After this initial ‘golden’ 24 hours (when many of the people who are already into your project have got on board), you’ll need to find ways to spread news of your campaign and encourage a ripple of support to friends-of-friends, to your wider mailing list and to people who haven’t had any contact with you or your projects before.

We’re currently doing this by:

  • encouraging existing backers to invite a selected friend to back the campaign through personal recommendations
  • adding our campaign link as a signature on our emails
  • making sure to include our campaign link in social media posts (and encourage sharing)
  • asking organisations & individuals who have supported our work in the past to share, retweet and recommend our project to their audience

What do you think of these suggestions? Have you tried other things to fund your own crowdfunding project in 48 hours? Or seen other good examples that would be good to share? Do let me know in the comments below!

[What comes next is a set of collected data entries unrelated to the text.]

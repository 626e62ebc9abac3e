pub mod category;
pub mod cli;
pub mod client;
pub mod commands;
pub mod container;
pub mod options;

pub use cli::{Cli, Commands};
pub use client::{
  ImdsClient, MetadataResponse, ALL_CATEGORIES, MAX_TOKEN_TTL_SECONDS, MIN_TOKEN_TTL_SECONDS, TOKEN_HEADER,
  TOKEN_TTL_HEADER,
};
pub use container::Container;
pub use options::{LaunchRequest, Options, SpotAction, SpotActionKind};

If you find these resources useful, let me know in the comments below, or on twitter @RachelDobbs1. All of the resources I produce are available to download for FREE, but if you’d like to contribute to my future projects, say thank you or just do something nice for a fellow creative practitioner, feel free to donate by clicking the button below…

This blog post also appears as a guest blog on Crowdfunder UK.

New to crowdfunding?
Check out my quick start guide to crowdfunding!!

Quick start crowdfunding beginners guide

Rachel Dobbs is an artist and educator & one half of artist collaboration LOW PROFILE. Rachel works on a range of arts and education projects, has a long-term interest in creative approaches to community development and runs workshops, teaching & training sessions for a range of formal & informal groups including students, arts practitioners and communities – contact me for more details.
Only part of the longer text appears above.